Your objective: In the entries below, the word "UserInfo" appears on some lines. Copy each of those lines.

========================

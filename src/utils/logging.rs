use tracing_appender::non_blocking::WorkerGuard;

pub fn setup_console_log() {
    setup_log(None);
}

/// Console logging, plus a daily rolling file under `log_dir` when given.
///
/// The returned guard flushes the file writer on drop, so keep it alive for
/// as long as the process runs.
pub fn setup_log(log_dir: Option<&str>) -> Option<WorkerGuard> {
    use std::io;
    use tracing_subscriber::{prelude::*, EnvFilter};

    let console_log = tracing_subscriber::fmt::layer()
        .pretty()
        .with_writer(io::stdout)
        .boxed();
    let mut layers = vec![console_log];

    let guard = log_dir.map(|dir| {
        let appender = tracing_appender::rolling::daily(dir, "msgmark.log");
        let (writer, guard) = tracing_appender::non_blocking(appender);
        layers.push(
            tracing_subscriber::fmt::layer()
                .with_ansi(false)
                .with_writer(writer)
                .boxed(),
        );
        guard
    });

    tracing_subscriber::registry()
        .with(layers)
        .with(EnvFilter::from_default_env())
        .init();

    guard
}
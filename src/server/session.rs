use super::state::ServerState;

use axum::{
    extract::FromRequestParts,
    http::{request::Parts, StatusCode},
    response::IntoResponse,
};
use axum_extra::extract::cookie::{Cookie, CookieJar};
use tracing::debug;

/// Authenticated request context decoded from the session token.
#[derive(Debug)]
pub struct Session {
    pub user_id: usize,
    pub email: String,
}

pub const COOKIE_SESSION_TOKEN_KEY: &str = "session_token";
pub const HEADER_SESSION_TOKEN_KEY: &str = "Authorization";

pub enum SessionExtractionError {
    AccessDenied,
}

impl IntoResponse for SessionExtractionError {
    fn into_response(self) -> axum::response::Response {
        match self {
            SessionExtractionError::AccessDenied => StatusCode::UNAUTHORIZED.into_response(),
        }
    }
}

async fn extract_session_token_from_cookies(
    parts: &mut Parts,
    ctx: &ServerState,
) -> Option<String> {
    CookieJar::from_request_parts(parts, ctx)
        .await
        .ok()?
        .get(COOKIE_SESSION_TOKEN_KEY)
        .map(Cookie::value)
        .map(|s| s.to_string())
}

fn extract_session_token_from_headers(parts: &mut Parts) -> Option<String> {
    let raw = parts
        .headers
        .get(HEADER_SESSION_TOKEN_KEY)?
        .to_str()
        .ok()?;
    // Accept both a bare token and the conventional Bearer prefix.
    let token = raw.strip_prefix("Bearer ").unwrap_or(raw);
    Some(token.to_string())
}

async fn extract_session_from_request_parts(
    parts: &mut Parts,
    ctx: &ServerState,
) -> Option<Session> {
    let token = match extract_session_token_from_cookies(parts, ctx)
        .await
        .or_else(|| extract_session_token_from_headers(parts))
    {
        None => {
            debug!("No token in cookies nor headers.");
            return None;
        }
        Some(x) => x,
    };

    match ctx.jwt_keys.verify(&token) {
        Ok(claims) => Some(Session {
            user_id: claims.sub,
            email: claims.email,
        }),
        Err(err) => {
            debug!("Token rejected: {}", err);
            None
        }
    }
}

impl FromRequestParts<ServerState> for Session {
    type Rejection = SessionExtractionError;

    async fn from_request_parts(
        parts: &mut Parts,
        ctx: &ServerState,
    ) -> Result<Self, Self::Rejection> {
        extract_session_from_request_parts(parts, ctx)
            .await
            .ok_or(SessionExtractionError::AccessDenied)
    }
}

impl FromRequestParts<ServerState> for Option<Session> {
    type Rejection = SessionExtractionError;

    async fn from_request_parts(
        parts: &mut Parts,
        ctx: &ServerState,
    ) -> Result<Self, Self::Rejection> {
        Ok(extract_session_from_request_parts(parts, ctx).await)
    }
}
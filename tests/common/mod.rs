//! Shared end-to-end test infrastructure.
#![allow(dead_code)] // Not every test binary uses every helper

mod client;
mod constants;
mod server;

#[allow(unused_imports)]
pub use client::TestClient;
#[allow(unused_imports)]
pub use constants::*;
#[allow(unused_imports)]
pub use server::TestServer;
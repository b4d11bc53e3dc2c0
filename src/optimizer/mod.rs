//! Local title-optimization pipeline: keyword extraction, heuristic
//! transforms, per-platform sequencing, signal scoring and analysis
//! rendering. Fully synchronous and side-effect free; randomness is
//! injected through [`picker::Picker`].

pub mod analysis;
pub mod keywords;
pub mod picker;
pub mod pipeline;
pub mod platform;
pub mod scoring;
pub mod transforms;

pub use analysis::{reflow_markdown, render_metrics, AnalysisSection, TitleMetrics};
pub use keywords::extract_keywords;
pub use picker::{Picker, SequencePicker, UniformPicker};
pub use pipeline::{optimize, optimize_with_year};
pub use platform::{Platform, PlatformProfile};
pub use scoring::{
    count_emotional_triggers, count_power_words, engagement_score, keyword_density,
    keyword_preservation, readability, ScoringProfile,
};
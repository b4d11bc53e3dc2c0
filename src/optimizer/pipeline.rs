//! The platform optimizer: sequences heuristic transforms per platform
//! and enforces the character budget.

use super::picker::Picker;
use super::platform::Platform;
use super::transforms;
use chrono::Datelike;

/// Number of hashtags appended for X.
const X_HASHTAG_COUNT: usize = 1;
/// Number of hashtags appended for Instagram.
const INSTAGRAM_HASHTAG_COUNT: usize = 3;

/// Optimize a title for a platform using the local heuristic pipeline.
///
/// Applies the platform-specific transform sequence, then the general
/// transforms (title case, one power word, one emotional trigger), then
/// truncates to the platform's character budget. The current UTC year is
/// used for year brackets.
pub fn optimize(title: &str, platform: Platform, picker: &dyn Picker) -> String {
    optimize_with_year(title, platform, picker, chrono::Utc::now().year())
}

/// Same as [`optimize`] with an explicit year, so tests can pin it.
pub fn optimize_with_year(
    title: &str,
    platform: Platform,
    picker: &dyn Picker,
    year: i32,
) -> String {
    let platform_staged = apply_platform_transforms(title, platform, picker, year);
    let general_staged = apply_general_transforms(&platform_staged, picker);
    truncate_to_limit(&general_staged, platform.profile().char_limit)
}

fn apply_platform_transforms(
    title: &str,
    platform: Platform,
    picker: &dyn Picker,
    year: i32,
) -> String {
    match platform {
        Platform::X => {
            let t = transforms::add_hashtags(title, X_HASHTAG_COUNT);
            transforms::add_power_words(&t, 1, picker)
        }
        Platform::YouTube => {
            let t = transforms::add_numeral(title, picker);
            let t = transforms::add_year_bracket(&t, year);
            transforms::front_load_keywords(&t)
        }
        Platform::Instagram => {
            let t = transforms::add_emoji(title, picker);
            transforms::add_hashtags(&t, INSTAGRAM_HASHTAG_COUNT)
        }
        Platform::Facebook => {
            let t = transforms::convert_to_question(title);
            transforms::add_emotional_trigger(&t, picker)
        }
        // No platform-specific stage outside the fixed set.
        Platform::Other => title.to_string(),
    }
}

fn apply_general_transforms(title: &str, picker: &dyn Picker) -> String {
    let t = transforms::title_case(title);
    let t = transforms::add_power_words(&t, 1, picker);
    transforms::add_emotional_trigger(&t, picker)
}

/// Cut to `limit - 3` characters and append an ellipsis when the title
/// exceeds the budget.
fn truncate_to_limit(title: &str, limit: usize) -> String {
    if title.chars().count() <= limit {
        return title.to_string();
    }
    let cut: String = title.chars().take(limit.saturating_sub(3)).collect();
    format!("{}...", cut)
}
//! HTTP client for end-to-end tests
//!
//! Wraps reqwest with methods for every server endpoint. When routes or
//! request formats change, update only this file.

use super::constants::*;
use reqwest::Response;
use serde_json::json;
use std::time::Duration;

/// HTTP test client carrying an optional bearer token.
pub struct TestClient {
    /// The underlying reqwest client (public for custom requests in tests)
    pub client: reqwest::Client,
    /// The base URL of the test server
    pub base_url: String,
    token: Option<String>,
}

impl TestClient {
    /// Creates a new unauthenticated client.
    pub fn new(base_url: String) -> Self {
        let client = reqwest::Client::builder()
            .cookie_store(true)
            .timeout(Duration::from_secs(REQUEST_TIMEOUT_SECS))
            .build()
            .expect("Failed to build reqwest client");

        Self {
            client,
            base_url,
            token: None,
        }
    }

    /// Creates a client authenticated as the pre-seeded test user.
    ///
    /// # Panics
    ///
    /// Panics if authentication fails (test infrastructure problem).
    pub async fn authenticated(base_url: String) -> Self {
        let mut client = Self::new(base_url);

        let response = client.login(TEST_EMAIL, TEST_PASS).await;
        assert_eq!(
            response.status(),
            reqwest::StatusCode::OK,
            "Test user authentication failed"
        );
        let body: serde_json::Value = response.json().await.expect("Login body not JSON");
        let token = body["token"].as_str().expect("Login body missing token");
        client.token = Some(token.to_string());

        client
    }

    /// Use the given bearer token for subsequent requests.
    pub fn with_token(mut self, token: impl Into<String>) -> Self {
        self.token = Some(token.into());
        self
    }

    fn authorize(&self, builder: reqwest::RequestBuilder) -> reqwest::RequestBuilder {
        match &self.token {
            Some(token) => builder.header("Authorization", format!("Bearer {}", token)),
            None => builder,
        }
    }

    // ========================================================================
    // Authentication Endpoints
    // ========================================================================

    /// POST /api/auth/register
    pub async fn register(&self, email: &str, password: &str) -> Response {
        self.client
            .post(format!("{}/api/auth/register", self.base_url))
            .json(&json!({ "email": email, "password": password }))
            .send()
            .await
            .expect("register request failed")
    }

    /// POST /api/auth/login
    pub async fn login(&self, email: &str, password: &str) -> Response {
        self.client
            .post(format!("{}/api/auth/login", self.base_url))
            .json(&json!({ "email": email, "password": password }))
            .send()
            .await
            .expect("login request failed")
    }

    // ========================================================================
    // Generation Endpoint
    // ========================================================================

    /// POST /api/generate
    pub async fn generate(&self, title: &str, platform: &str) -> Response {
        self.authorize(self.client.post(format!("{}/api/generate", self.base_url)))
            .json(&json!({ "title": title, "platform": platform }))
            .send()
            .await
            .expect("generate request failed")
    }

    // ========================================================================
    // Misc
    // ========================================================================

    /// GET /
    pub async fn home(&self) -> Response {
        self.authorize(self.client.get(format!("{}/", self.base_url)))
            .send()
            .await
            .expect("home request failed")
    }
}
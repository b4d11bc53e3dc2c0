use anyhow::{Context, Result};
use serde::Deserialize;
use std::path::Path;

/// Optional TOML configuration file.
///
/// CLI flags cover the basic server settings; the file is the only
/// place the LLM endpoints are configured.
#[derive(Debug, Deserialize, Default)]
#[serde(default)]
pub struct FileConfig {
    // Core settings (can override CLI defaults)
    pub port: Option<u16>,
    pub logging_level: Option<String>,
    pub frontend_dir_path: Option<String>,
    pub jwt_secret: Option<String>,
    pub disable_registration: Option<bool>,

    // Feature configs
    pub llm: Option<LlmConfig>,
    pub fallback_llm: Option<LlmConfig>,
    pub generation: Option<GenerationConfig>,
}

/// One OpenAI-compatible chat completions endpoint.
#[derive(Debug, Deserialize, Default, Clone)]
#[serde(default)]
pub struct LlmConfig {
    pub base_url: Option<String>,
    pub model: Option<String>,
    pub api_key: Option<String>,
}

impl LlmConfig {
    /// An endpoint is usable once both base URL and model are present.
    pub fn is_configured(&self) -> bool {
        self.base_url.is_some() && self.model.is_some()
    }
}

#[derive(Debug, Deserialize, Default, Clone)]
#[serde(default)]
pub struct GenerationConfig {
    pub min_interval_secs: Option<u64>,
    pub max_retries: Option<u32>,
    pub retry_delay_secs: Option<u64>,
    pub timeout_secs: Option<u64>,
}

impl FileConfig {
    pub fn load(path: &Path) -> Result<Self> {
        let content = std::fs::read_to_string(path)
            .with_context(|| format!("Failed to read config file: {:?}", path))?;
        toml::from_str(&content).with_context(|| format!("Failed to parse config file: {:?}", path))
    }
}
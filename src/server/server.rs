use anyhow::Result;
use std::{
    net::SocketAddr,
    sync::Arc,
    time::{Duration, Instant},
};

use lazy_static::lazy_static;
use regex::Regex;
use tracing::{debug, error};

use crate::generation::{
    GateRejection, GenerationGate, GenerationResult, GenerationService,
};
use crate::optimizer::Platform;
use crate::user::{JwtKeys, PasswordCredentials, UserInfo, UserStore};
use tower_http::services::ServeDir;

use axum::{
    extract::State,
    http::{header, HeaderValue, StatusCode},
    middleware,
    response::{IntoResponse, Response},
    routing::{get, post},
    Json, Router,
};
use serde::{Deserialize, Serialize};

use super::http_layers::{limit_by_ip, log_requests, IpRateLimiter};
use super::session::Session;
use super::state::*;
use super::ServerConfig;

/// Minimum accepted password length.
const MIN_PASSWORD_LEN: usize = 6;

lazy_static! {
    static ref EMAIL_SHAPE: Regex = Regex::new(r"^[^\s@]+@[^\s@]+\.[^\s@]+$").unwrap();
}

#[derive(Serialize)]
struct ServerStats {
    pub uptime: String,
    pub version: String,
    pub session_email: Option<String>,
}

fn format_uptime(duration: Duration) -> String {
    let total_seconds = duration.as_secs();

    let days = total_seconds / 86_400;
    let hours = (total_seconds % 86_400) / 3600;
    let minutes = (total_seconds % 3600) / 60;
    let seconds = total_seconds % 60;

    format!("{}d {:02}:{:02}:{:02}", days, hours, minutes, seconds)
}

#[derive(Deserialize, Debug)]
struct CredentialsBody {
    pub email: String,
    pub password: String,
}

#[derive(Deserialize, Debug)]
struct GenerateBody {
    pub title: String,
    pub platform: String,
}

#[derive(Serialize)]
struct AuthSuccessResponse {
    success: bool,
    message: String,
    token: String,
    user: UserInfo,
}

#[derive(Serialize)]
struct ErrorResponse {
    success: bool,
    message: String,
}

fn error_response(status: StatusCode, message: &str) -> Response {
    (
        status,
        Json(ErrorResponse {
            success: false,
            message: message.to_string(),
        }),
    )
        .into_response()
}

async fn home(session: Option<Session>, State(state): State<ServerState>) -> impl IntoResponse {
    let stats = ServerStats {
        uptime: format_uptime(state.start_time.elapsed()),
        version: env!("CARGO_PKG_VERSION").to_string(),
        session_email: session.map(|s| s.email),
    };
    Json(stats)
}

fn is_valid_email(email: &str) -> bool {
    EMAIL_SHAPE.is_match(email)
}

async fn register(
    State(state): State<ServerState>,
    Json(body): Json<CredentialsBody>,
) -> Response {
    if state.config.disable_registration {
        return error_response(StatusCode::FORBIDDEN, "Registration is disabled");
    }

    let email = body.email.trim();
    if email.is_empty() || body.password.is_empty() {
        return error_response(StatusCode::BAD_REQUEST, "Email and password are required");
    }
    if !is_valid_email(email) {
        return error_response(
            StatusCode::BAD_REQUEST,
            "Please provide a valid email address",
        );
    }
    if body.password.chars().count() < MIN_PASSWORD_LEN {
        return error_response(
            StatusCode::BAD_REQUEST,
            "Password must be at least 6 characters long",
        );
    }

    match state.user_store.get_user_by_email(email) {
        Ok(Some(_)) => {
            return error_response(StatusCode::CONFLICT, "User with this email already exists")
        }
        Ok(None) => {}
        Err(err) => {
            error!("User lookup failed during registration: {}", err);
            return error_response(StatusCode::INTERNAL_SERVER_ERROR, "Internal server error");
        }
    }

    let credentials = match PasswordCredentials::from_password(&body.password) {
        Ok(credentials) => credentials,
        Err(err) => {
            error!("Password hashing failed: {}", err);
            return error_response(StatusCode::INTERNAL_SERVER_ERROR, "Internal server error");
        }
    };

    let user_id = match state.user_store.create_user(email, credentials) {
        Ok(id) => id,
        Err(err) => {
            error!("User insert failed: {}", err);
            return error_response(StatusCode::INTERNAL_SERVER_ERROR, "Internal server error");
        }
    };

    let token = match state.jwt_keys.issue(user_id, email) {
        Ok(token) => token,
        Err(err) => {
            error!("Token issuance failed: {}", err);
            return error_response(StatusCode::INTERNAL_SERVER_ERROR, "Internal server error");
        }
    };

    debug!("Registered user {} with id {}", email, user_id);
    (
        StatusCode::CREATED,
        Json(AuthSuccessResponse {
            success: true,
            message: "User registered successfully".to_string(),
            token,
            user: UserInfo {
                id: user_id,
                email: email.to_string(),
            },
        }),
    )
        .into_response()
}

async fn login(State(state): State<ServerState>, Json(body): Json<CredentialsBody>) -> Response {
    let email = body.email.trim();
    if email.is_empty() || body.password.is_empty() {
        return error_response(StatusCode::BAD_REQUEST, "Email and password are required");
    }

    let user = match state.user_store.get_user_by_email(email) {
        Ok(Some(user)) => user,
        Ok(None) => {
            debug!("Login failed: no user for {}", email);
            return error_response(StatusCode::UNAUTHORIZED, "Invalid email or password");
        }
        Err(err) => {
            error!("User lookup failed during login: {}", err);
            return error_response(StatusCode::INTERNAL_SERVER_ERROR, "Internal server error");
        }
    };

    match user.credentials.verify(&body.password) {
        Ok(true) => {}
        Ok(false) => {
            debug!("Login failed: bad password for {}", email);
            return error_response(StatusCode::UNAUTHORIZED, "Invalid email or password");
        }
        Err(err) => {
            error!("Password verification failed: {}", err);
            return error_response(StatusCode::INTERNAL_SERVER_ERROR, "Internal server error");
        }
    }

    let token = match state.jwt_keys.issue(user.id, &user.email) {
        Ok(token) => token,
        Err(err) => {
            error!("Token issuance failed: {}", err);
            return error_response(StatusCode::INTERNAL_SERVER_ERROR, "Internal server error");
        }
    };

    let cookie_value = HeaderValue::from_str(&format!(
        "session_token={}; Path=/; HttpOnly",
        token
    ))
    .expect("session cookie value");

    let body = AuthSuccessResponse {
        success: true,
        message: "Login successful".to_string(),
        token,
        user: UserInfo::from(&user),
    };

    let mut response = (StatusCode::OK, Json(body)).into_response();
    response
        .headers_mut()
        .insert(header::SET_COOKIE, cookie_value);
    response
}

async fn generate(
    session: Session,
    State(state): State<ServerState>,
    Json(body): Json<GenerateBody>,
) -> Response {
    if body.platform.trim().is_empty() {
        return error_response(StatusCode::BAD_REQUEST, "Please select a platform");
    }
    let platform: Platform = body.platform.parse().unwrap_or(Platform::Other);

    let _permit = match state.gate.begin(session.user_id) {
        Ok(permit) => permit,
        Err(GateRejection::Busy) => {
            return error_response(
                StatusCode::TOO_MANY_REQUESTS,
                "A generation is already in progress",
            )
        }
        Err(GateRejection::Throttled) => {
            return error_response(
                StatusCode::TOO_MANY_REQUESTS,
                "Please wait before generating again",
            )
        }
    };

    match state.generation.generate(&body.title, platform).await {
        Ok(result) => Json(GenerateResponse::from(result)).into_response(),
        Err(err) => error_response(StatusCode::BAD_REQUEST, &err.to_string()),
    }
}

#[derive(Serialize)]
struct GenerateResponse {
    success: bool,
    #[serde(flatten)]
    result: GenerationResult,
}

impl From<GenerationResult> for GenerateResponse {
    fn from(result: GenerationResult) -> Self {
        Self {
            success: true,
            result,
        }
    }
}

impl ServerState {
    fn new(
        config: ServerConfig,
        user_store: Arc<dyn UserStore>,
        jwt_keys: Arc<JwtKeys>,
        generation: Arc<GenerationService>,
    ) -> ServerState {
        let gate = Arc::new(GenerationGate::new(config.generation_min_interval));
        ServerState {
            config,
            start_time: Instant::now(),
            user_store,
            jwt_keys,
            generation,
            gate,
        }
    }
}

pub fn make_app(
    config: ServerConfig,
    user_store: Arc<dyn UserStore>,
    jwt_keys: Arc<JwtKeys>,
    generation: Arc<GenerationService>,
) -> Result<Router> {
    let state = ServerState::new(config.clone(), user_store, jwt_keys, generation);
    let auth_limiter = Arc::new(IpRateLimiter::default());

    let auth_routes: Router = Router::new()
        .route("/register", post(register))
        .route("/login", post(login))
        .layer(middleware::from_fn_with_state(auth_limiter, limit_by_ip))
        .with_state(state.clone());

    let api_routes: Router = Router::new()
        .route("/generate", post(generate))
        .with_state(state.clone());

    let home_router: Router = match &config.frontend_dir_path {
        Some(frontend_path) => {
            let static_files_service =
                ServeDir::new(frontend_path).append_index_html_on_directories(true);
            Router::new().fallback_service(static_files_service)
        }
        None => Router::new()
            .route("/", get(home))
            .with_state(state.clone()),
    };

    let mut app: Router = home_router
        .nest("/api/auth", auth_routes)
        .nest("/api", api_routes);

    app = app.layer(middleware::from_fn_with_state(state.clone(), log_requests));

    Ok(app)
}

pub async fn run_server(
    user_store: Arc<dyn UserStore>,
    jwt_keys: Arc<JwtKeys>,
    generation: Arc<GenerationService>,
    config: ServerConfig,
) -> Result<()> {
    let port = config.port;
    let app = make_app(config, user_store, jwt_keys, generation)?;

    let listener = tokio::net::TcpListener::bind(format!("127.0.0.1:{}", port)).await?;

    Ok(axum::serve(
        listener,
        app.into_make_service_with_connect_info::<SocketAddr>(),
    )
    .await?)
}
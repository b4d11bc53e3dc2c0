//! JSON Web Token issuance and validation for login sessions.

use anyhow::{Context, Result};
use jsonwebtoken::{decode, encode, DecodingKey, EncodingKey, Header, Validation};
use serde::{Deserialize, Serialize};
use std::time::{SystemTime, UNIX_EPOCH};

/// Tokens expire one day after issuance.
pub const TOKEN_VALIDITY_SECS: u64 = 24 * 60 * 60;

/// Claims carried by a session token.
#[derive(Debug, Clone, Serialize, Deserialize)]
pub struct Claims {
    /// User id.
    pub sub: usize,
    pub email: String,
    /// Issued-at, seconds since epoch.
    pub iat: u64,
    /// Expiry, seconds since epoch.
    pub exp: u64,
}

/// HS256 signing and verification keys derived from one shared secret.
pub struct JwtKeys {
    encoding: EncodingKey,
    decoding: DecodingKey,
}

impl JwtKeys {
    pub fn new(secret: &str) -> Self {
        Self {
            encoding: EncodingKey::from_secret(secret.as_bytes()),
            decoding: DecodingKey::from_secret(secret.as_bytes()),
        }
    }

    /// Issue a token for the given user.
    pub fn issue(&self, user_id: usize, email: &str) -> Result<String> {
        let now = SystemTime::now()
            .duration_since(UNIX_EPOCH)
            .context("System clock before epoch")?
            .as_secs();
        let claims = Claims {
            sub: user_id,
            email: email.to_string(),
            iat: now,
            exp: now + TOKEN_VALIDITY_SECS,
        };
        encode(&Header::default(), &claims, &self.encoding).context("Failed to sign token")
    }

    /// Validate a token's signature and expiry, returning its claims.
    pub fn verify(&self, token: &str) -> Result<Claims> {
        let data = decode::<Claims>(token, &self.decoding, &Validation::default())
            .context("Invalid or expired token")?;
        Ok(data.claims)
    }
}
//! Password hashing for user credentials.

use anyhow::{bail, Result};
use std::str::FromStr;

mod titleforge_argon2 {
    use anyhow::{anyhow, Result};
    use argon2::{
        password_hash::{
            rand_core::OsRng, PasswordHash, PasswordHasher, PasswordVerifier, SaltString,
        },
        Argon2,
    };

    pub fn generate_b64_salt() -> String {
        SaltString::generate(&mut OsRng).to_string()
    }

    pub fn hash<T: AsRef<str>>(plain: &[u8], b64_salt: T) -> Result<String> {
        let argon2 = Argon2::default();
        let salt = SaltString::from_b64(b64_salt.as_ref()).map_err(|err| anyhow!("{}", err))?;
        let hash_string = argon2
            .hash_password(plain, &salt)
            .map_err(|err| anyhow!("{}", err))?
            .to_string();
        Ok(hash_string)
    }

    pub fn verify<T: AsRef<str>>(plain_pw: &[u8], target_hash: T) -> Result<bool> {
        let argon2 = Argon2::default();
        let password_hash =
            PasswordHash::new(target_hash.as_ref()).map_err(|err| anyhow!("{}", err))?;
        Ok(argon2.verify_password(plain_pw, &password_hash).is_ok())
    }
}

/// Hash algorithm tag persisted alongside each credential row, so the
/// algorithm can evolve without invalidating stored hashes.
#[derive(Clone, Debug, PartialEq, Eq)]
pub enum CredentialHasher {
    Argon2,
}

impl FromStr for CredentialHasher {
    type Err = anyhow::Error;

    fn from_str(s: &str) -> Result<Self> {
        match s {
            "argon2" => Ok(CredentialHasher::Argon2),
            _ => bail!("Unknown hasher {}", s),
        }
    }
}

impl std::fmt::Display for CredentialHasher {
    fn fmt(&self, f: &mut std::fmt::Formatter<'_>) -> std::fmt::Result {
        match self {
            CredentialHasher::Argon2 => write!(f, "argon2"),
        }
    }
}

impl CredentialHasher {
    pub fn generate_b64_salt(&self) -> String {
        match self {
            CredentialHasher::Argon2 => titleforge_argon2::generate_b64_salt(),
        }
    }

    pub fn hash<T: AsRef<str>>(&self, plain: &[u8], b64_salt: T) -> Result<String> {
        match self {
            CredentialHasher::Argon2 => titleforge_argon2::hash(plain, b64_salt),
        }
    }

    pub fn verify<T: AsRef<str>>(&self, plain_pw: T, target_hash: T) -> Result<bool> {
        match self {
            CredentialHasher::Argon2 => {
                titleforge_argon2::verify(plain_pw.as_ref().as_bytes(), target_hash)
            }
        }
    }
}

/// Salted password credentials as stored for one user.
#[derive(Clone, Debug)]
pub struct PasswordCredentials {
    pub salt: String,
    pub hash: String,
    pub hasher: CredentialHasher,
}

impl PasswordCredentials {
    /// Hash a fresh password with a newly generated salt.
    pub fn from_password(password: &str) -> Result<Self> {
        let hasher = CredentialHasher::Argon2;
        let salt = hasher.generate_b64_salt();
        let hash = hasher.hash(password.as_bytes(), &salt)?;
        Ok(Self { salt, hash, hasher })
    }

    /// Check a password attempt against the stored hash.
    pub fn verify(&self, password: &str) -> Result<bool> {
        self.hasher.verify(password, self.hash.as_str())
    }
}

========================

Answer section:
use crate::user::{JwtKeys, PasswordCredentials, UserInfo, UserStore};
    user: UserInfo,
            user: UserInfo {
        user: UserInfo::from(&user),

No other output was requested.